**EXERCISE INSTRUCTIONS**
Take from the data every line in which the word "PoisonError" is found.

[Source data]
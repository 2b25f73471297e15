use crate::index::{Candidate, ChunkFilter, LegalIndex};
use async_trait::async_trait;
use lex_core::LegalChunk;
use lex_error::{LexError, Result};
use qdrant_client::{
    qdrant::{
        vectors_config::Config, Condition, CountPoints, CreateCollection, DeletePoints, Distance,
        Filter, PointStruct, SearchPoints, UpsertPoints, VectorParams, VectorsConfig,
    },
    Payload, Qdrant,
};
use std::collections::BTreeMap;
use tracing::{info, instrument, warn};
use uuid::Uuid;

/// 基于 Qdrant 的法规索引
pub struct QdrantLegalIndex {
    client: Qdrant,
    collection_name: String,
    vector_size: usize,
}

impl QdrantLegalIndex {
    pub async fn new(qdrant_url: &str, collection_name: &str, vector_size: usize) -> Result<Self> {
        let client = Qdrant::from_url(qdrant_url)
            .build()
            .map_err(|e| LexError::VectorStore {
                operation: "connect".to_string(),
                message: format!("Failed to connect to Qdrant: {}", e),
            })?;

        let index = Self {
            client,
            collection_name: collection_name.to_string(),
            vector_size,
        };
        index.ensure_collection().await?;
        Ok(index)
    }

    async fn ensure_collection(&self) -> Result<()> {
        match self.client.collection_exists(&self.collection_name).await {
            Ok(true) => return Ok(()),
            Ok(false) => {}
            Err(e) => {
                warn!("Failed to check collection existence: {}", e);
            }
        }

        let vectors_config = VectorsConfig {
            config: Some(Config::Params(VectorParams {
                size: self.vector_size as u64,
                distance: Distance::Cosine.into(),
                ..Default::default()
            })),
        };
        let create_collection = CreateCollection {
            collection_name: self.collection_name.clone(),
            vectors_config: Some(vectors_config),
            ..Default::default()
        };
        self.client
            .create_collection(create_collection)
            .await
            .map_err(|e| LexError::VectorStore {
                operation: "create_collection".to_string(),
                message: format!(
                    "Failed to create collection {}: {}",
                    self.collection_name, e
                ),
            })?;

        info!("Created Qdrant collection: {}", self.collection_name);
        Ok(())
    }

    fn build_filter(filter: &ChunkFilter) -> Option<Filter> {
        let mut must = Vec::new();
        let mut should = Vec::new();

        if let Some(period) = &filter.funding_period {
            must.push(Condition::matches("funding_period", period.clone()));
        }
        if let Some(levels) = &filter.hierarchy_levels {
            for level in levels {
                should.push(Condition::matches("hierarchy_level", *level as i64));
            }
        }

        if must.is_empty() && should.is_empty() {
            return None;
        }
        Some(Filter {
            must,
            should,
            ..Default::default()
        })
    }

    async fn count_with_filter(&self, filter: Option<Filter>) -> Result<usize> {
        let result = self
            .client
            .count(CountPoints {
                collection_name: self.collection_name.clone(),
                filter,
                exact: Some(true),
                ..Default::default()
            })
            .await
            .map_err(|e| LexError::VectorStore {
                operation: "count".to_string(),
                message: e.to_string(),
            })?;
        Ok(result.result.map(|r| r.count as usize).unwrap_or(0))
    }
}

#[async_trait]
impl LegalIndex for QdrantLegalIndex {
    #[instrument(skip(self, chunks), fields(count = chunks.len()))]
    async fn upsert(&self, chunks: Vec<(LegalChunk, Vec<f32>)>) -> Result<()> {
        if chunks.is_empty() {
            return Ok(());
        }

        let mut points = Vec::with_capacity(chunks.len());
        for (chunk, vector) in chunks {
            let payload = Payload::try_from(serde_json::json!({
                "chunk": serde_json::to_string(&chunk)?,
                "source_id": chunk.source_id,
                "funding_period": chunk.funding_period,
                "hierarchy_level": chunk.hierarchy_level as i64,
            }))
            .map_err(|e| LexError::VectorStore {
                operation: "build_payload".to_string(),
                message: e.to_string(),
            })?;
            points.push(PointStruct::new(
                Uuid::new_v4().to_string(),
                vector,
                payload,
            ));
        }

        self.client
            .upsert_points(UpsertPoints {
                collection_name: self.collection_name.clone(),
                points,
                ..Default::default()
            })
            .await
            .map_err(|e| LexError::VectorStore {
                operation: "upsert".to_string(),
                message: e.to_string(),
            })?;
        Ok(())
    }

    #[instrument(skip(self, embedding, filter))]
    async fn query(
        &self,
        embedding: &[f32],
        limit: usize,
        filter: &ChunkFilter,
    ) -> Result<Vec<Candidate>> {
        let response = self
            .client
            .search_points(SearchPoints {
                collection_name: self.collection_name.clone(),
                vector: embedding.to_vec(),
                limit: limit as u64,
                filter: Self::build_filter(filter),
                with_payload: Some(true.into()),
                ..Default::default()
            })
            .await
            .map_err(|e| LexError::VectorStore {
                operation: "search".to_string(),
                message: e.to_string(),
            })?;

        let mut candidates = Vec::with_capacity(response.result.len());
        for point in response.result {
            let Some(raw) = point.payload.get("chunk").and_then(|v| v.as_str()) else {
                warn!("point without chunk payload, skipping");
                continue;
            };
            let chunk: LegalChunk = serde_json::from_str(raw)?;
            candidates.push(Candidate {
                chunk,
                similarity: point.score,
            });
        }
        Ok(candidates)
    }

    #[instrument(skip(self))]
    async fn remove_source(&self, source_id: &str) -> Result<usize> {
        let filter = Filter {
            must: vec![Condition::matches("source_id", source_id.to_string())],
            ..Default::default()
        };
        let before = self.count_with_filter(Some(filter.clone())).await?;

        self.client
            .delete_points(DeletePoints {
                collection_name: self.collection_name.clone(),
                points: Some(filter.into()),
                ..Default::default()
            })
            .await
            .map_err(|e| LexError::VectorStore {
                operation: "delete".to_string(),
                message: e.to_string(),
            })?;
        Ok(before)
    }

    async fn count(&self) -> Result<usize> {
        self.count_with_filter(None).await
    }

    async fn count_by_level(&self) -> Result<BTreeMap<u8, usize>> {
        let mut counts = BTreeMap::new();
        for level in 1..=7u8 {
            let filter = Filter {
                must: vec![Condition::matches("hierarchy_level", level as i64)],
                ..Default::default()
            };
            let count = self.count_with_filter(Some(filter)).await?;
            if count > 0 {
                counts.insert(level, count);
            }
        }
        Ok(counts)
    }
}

* * *

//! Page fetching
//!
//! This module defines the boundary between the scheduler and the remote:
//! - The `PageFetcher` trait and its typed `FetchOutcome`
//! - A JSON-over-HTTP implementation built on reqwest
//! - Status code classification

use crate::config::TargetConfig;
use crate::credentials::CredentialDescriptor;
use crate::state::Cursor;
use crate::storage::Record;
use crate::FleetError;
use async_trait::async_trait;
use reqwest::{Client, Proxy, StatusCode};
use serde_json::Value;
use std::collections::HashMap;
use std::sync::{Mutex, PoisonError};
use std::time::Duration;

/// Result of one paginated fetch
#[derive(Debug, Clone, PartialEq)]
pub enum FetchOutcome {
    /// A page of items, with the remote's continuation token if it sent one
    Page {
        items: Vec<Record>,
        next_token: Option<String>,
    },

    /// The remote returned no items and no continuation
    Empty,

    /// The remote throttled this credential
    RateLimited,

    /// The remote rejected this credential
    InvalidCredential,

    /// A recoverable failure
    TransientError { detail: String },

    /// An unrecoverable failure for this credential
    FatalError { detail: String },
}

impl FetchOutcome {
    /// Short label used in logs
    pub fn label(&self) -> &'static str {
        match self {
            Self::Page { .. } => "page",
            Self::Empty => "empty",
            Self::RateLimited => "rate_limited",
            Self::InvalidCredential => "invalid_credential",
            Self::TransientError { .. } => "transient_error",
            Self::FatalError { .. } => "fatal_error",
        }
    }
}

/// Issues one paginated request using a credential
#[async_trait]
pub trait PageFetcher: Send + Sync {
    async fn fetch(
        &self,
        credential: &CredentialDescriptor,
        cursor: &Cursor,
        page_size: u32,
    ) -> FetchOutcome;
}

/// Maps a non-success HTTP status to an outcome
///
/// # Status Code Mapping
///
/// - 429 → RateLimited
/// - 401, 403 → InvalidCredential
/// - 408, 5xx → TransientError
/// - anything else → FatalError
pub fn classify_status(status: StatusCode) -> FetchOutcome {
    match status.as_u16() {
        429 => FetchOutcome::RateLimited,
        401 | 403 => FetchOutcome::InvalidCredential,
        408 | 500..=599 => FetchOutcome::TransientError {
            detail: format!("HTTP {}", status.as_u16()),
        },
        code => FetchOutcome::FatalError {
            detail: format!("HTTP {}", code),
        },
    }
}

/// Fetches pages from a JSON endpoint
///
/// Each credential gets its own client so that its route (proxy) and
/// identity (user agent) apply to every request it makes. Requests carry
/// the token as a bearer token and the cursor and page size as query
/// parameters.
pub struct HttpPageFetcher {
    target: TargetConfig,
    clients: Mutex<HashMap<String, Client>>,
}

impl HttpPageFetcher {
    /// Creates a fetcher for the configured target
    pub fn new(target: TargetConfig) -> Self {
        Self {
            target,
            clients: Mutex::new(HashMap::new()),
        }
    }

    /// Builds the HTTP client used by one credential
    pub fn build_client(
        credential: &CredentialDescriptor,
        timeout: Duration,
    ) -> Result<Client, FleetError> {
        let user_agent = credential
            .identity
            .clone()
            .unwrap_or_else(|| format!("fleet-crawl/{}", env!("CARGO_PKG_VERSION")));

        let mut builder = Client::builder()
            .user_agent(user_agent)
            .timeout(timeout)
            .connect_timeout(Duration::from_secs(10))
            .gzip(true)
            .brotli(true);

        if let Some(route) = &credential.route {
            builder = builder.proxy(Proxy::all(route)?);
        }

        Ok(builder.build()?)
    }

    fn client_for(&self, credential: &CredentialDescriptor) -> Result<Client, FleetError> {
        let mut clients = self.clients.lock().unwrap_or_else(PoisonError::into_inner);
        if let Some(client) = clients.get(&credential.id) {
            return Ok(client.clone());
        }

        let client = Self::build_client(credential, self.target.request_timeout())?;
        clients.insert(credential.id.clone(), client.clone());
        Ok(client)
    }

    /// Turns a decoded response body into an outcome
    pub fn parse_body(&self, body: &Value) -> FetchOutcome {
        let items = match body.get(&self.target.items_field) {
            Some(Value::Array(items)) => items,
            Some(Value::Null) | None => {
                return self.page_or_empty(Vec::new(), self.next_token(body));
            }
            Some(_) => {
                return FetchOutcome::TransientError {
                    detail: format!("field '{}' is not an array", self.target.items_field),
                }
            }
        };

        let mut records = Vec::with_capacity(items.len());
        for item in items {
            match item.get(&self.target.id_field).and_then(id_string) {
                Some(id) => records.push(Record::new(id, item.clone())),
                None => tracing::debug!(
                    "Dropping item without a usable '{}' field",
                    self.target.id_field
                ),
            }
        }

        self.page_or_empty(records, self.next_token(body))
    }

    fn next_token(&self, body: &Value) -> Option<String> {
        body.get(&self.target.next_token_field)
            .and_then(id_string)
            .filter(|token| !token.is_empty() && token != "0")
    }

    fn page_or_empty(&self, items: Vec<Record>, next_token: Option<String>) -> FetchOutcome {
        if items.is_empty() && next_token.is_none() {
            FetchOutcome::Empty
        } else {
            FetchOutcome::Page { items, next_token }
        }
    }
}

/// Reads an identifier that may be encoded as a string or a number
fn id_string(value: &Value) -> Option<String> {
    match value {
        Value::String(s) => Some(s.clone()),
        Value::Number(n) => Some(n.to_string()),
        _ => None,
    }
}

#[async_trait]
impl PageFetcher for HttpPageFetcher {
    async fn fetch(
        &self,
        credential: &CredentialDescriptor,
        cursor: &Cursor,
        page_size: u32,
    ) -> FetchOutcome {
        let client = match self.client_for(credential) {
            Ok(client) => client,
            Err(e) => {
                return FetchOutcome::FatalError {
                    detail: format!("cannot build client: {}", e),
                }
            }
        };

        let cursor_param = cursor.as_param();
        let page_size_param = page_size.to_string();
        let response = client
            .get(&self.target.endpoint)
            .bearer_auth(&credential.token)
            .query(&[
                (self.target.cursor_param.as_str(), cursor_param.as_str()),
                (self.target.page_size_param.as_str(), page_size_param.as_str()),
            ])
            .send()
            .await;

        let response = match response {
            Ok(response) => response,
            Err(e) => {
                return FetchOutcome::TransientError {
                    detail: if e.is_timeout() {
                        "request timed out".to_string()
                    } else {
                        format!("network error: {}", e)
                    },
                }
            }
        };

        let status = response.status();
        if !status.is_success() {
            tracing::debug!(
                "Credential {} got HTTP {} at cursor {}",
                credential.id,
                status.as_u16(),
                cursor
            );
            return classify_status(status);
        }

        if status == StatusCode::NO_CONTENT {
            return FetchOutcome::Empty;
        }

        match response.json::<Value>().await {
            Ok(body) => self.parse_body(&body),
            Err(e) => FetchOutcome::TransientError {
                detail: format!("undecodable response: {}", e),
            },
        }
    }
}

**ANSWER AREA**
use std::sync::{Mutex, PoisonError};
        let mut clients = self.clients.lock().unwrap_or_else(PoisonError::into_inner);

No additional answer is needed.